In the next section, you'll publish both your maps to ArcGIS Server so that they can be used in a web editing app.

Publishing feature services for web editing

In order to get your maps into a web editing app, you need to publish them as services. Specifically, in ArcGIS, you publish your map as a map service, with the Feature Access capability enabled. This creates a feature service that can be used for web editing.

The terminology here can be confusing. Is it a map service or a feature service? The answer is...both. When you look at your GIS server as an administrator, you'll only see one service, a map service with the Feature Access capability enabled. However when you look at the GIS server as a consumer of the service, for example when you are developing a web app with the service, you will see two ways that you can access the service. You'll see the map service URL and the feature service URL. You need to use the feature service URL in order to access web editing functions. The feature service provides methods (or REST "operations") for editing. These operations include Add Features, Update Features, Delete Features, and Apply Edits. You have to enable the Feature Access capability and use the feature service URL (it ends with "FeatureServer") in order to get these methods. They don't come with a regular old map service.

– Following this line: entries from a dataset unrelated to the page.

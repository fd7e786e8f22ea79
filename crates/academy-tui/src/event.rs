//! Terminal event polling

use academy_app::message::Message;
use academy_app::InputKey;
use academy_core::prelude::*;
use crossterm::event::{self, Event, KeyCode, KeyEvent, KeyEventKind, KeyModifiers};
use std::time::Duration;

/// Convert a crossterm key event into the app's key type
pub fn key_event_to_input(key: KeyEvent) -> Option<InputKey> {
    match key.code {
        KeyCode::Char(c) if key.modifiers.contains(KeyModifiers::CONTROL) => {
            Some(InputKey::CharCtrl(c))
        }
        KeyCode::Char(c) => Some(InputKey::Char(c)),
        KeyCode::Enter => Some(InputKey::Enter),
        KeyCode::Esc => Some(InputKey::Esc),
        KeyCode::Tab => Some(InputKey::Tab),
        KeyCode::Backspace => Some(InputKey::Backspace),
        KeyCode::Up => Some(InputKey::Up),
        KeyCode::Down => Some(InputKey::Down),
        KeyCode::Left => Some(InputKey::Left),
        KeyCode::Right => Some(InputKey::Right),
        KeyCode::Home => Some(InputKey::Home),
        KeyCode::End => Some(InputKey::End),
        KeyCode::PageUp => Some(InputKey::PageUp),
        KeyCode::PageDown => Some(InputKey::PageDown),
        _ => None,
    }
}

/// Poll for a terminal event, yielding `Tick` when nothing arrives in 50ms
pub fn poll() -> Result<Option<Message>> {
    if !event::poll(Duration::from_millis(50))? {
        return Ok(Some(Message::Tick));
    }

    match event::read()? {
        Event::Key(key) if key.kind == KeyEventKind::Press => {
            Ok(key_event_to_input(key).map(Message::Key))
        }
        // Redraw happens every loop iteration, so resizes need no message
        _ => Ok(None),
    }
}
//! Learning catalog: the static, ordered collection of modules.
//!
//! The catalog owns every [`Module`] record, keeps them in `moduleNumber`
//! order and answers the lookups the pages need: resolve an identifier,
//! and find the previous/next module for sequential navigation.

use std::collections::HashSet;
use std::path::Path;

use serde::Deserialize;

use crate::prelude::*;
use crate::types::Module;

/// Catalog compiled into the binary
const EMBEDDED_CATALOG: &str = include_str!("../data/catalog.toml");

/// On-disk catalog file shape (`[[modules]]` array)
#[derive(Debug, Deserialize)]
struct CatalogFile {
    #[serde(default)]
    modules: Vec<Module>,
}

/// Outcome of resolving a route parameter against the catalog
#[derive(Debug, Clone, PartialEq, Eq)]
pub enum Resolution<'a> {
    Found(&'a Module),
    /// No record matched. `requested` is `None` when no identifier was given.
    NotFound { requested: Option<String> },
}

impl<'a> Resolution<'a> {
    pub fn module(&self) -> Option<&'a Module> {
        match self {
            Resolution::Found(module) => Some(module),
            Resolution::NotFound { .. } => None,
        }
    }
}

/// Previous and next modules around a given one
#[derive(Debug, Clone, Copy, PartialEq, Eq, Default)]
pub struct Neighbours<'a> {
    pub previous: Option<&'a Module>,
    pub next: Option<&'a Module>,
}

/// Ordered, read-only module collection
#[derive(Debug, Clone)]
pub struct Catalog {
    modules: Vec<Module>,
}

impl Catalog {
    /// Build a catalog, enforcing unique ids.
    ///
    /// Modules are sorted by `module_number`. Gaps or repeated numbers are
    /// tolerated but logged, since navigation only looks for exact neighbours.
    pub fn new(mut modules: Vec<Module>) -> Result<Self> {
        if modules.is_empty() {
            return Err(Error::EmptyCatalog);
        }

        let mut seen = HashSet::new();
        for module in &modules {
            if !seen.insert(module.id.as_str()) {
                return Err(Error::duplicate_module_id(&module.id));
            }
        }

        modules.sort_by_key(|m| m.module_number);

        for pair in modules.windows(2) {
            let (a, b) = (&pair[0], &pair[1]);
            if a.module_number == b.module_number {
                warn!(
                    "Modules {} and {} share module number {}",
                    a.id, b.id, a.module_number
                );
            } else if b.module_number != a.module_number + 1 {
                warn!(
                    "Gap in module numbers between {} ({}) and {} ({})",
                    a.id, a.module_number, b.id, b.module_number
                );
            }
        }

        debug!("Catalog built with {} modules", modules.len());
        Ok(Self { modules })
    }

    /// The catalog shipped with the binary
    pub fn embedded() -> Result<Self> {
        Self::from_toml_str(EMBEDDED_CATALOG)
    }

    /// Parse a TOML catalog (`[[modules]]` tables)
    pub fn from_toml_str(content: &str) -> Result<Self> {
        let file: CatalogFile = toml::from_str(content)?;
        Self::new(file.modules)
    }

    /// Parse a JSON catalog: either `{"modules": [...]}` or a bare array
    pub fn from_json_str(content: &str) -> Result<Self> {
        let value: serde_json::Value = serde_json::from_str(content)?;
        let modules: Vec<Module> = if value.is_array() {
            serde_json::from_value(value)?
        } else {
            serde_json::from_value::<CatalogFile>(value)?.modules
        };
        Self::new(modules)
    }

    /// Load a catalog file: `.json` is JSON, anything else is TOML
    pub fn load(path: &Path) -> Result<Self> {
        let content = std::fs::read_to_string(path)
            .with_context(|| format!("Failed to read catalog {}", path.display()))?;

        let catalog = match path.extension().and_then(|e| e.to_str()) {
            Some("json") => Self::from_json_str(&content)?,
            _ => Self::from_toml_str(&content)?,
        };

        info!(
            "Loaded {} modules from {}",
            catalog.len(),
            path.display()
        );
        Ok(catalog)
    }

    /// Find the module with the given id
    pub fn find(&self, id: &str) -> Option<&Module> {
        self.modules.iter().find(|m| m.id == id)
    }

    /// Resolve an optional route parameter
    pub fn resolve(&self, id: Option<&str>) -> Resolution<'_> {
        match id.and_then(|id| self.find(id)) {
            Some(module) => Resolution::Found(module),
            None => {
                debug!("Module lookup missed: {:?}", id);
                Resolution::NotFound {
                    requested: id.map(str::to_string),
                }
            }
        }
    }

    /// Find the module at an exact position
    pub fn by_number(&self, module_number: u32) -> Option<&Module> {
        self.modules
            .iter()
            .find(|m| m.module_number == module_number)
    }

    /// Module whose number is exactly one less
    pub fn previous(&self, module: &Module) -> Option<&Module> {
        module
            .module_number
            .checked_sub(1)
            .and_then(|n| self.by_number(n))
    }

    /// Module whose number is exactly one more
    pub fn next(&self, module: &Module) -> Option<&Module> {
        module
            .module_number
            .checked_add(1)
            .and_then(|n| self.by_number(n))
    }

    pub fn neighbours(&self, module: &Module) -> Neighbours<'_> {
        Neighbours {
            previous: self.previous(module),
            next: self.next(module),
        }
    }

    /// Modules matching a search query, in catalog order
    pub fn search(&self, query: &str) -> Vec<&Module> {
        self.modules
            .iter()
            .filter(|m| m.matches_query(query))
            .collect()
    }

    pub fn iter(&self) -> impl Iterator<Item = &Module> {
        self.modules.iter()
    }

    pub fn len(&self) -> usize {
        self.modules.len()
    }

    pub fn is_empty(&self) -> bool {
        self.modules.is_empty()
    }
}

In the previous section, you created two maps: BighornHabitat and BighornReferenceLayers. You'll publish the BighornHabitat map as a feature service. The reference layers map also needs to be published, but it doesn't need to have the Feature Access capability enabled.

Try these steps:

  1. If necessary, start your ArcGIS Server site and log in to your EC2 instance through Windows Remote Desktop.
  2. On your EC2 instance, start ArcGIS Pro and open BighornHabitat project that you saved in the previous lesson.
  3. Open the BighornHabitat map that contains the editable layers.
  4. Click the Share tab and choose Web Layer - Publish Web Layer.

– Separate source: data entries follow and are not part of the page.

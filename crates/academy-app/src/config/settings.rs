//! Settings parser for `<config_dir>/crypto-academy/config.toml`

use super::types::Settings;
use academy_core::prelude::*;
use std::path::{Path, PathBuf};

const CONFIG_FILENAME: &str = "config.toml";
const APP_DIR: &str = "crypto-academy";

const DEFAULT_CONFIG: &str = r#"# Crypto Academy Configuration

[ui]
icons = "unicode"        # "unicode" or "nerd_fonts"
show_deep_dives = true   # Render extended sections on module pages
show_keywords = true     # Render keyword tags under the summary
scroll_step = 1          # Lines per scroll step

[catalog]
path = ""                # TOML/JSON catalog file; empty = embedded dataset
"#;

/// Default settings file location, if the platform has a config directory
pub fn default_config_path() -> Option<PathBuf> {
    dirs::config_dir().map(|dir| dir.join(APP_DIR).join(CONFIG_FILENAME))
}

/// Load settings from a config file.
///
/// Never fails: a missing, unreadable or invalid file yields defaults.
pub fn load_settings(config_path: &Path) -> Settings {
    if !config_path.exists() {
        debug!("No config file at {:?}, using defaults", config_path);
        return Settings::default();
    }

    match std::fs::read_to_string(config_path) {
        Ok(content) => match toml::from_str(&content) {
            Ok(settings) => {
                debug!("Loaded settings from {:?}", config_path);
                settings
            }
            Err(e) => {
                warn!("Failed to parse {:?}: {}", config_path, e);
                Settings::default()
            }
        },
        Err(e) => {
            warn!("Failed to read {:?}: {}", config_path, e);
            Settings::default()
        }
    }
}

/// Write the commented default config file if none exists
pub fn init_config_file(config_path: &Path) -> Result<()> {
    if config_path.exists() {
        debug!("Config file already exists at {:?}", config_path);
        return Ok(());
    }

    if let Some(parent) = config_path.parent() {
        std::fs::create_dir_all(parent)
            .map_err(|e| Error::config(format!("Failed to create config dir: {}", e)))?;
    }

    std::fs::write(config_path, DEFAULT_CONFIG)
        .map_err(|e| Error::config(format!("Failed to write config.toml: {}", e)))?;
    info!("Created default config at {:?}", config_path);

    Ok(())
}

#[cfg(test)]
mod tests {
    use super::*;
    use crate::config::IconMode;
    use tempfile::tempdir;

    #[test]
    fn test_load_settings_defaults() {
        let temp = tempdir().unwrap();
        let settings = load_settings(&temp.path().join("config.toml"));
        assert_eq!(settings, Settings::default());
    }

    #[test]
    fn test_load_settings_custom() {
        let temp = tempdir().unwrap();
        let path = temp.path().join("config.toml");
        let config = r#"
[ui]
icons = "nerd_fonts"
show_deep_dives = false
scroll_step = 3

[catalog]
path = "/data/catalog.json"
"#;
        std::fs::write(&path, config).unwrap();

        let settings = load_settings(&path);

        assert_eq!(settings.ui.icons, IconMode::NerdFonts);
        assert!(!settings.ui.show_deep_dives);
        assert!(settings.ui.show_keywords);
        assert_eq!(settings.ui.scroll_step, 3);
        assert_eq!(
            settings.catalog.custom_path(),
            Some(PathBuf::from("/data/catalog.json"))
        );
    }

    #[test]
    fn test_load_settings_invalid_toml() {
        let temp = tempdir().unwrap();
        let path = temp.path().join("config.toml");
        std::fs::write(&path, "not valid toml {{{{").unwrap();

        assert_eq!(load_settings(&path), Settings::default());
    }

    #[test]
    fn test_load_settings_wrong_type_falls_back() {
        let temp = tempdir().unwrap();
        let path = temp.path().join("config.toml");
        std::fs::write(&path, "[ui]\nscroll_step = \"fast\"\n").unwrap();

        assert_eq!(load_settings(&path), Settings::default());
    }

    #[test]
    fn test_init_config_file() {
        let temp = tempdir().unwrap();
        let path = temp.path().join("nested").join("config.toml");

        init_config_file(&path).unwrap();

        assert!(path.exists());
        let content = std::fs::read_to_string(&path).unwrap();
        let parsed: Settings = toml::from_str(&content).expect("Default config should be valid TOML");
        assert_eq!(parsed, Settings::default());
    }

    #[test]
    fn test_init_config_file_keeps_existing() {
        let temp = tempdir().unwrap();
        let path = temp.path().join("config.toml");
        std::fs::write(&path, "[ui]\nscroll_step = 5\n").unwrap();

        init_config_file(&path).unwrap();

        assert_eq!(load_settings(&path).ui.scroll_step, 5);
    }

    #[test]
    fn test_default_config_path_names_app_dir() {
        if let Some(path) = default_config_path() {
            assert!(path.ends_with("crypto-academy/config.toml"));
        }
    }
}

    You went through this process in the previous lesson, but we'll review the steps here once and then give you a chance to publish another service in your own.
     
  5. In the Share As Web Layer pane, give your data the name "BighornHabitat", a summary, and a tag.
  6. As before, select the radio button to specify Map Image under Reference Registered Data. This specifies that we want to create a regular image map services (nothing with vector tiles, for example).
  7. This time, however, also check the box for the Feature option. This specifies that we also want to publish our data as a feature service, that enables editing and other functionality.
  8. If you click the Configuration tab at the top, you should see both Map Image and Feature listed under the Layer(s) section. This confirms that we will be publishing our data in both ways.
  9. Confirm that your ArcGIS Server url (not the Penn state one) is shown in the Server and Folder box.
  10. Check the box to Share With Everyone and click Publish. (If you get an error able Allow Assignment of Unique IDs, click the error message to open the configuration page and check the box to allow.)
  11. Repeat the above steps to publish your other map, Carbon County Reference Layers, as a service named "CarbonCountyReferenceLayers;" however, do not enable Feature Access on the service.
  12. Recall that, by default, services are published without public access. To be sure that all clients are able to view your new services, visit the Server Manager page (https://namegeog865####.e-education.psu.edu/server/manager), view the list of services, click the Sharing icons, and confirm that "Everyone" is selected.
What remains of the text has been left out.